// Boucle de commandes du jeu Trapdoor
// Lit le clavier, soumet les actions à la façade et affiche la fin de partie

use std::fs::File;
use std::io;
use std::path::{Path, PathBuf};
use std::sync::Mutex;

use anyhow::Context;
use clap::Parser;
use tracing::{error, info};
use tracing_subscriber::EnvFilter;

use trapdoor::display::{TerminalGuard, TerminalRenderer, render_loop};
use trapdoor::game::{self, Game, Outcome};
use trapdoor::input::{self, InputEvent};
use trapdoor::{GameConfig, map};

/// Trapdoor - find the key, reach the exit, avoid the skulls
#[derive(Parser, Debug)]
#[command(name = "trapdoor")]
#[command(author, version, about, long_about = None)]
struct Args {
    /// Map file to play
    #[arg(default_value = "map.txt")]
    map: PathBuf,

    /// JSON file overriding game parameters
    #[arg(short, long)]
    config: Option<PathBuf>,

    /// Random seed (overrides the config file)
    #[arg(short, long)]
    seed: Option<u64>,

    /// Where log lines go; the terminal belongs to the game
    #[arg(long, default_value = "trapdoor.log")]
    log_file: PathBuf,
}

fn init_logging(path: &Path) -> anyhow::Result<()> {
    let file = File::create(path).with_context(|| format!("cannot create log file {}", path.display()))?;
    tracing_subscriber::fmt()
        .with_env_filter(EnvFilter::try_from_default_env().unwrap_or_else(|_| "info".into()))
        .with_writer(Mutex::new(file))
        .with_ansi(false)
        .with_target(false)
        .init();
    Ok(())
}

#[tokio::main]
async fn main() -> anyhow::Result<()> {
    let args = Args::parse();
    init_logging(&args.log_file)?;

    // === PHASE 1: CHARGEMENT (avant tout acteur) ===
    let mut config = match &args.config {
        Some(path) => GameConfig::load(path).with_context(|| format!("cannot load config {}", path.display()))?,
        None => GameConfig::default(),
    };
    if args.seed.is_some() {
        config.seed = args.seed;
    }
    let mut rng = config.rng(u64::MAX);
    let loaded = map::load_map(&args.map, &config.placement, &mut rng)
        .with_context(|| format!("cannot load map {}", args.map.display()))?;

    // === PHASE 2: DÉMARRAGE DES ACTEURS ET DU RENDU ===
    let _terminal = TerminalGuard::enter().context("cannot prepare the terminal")?;
    let (mut game, view) = Game::start(loaded, config);
    let renderer = tokio::spawn(async move {
        if let Err(err) = render_loop(view, TerminalRenderer::new(io::stdout())).await {
            error!(%err, "render loop stopped");
        }
    });
    let mut events = input::spawn_reader();
    let mut hit_points = game.hit_points();

    // === PHASE 3: BOUCLE PRINCIPALE ===
    let outcome = loop {
        let outcome = tokio::select! {
            event = events.recv() => match event {
                Some(event) => game.handle(event).await?,
                None => Outcome::Quit,
            },
            () = game::defeated(&mut hit_points) => game.conclude(Outcome::Lost),
        };
        if outcome != Outcome::Continue {
            break outcome;
        }
    };

    // NOTE - End screen stays up until the player quits
    if outcome != Outcome::Quit {
        while let Some(event) = events.recv().await {
            if event == InputEvent::Quit {
                break;
            }
        }
    }

    info!(?outcome, "game over");
    renderer.abort();
    // NOTE - The last frame must be written before the guard restores the terminal
    let _ = renderer.await;
    Ok(())
}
· · · · ·
**Task prompt:** Pull every line containing "Result" from the entries above and copy it.

**Exercise response:**
fn init_logging(path: &Path) -> anyhow::Result<()> {
async fn main() -> anyhow::Result<()> {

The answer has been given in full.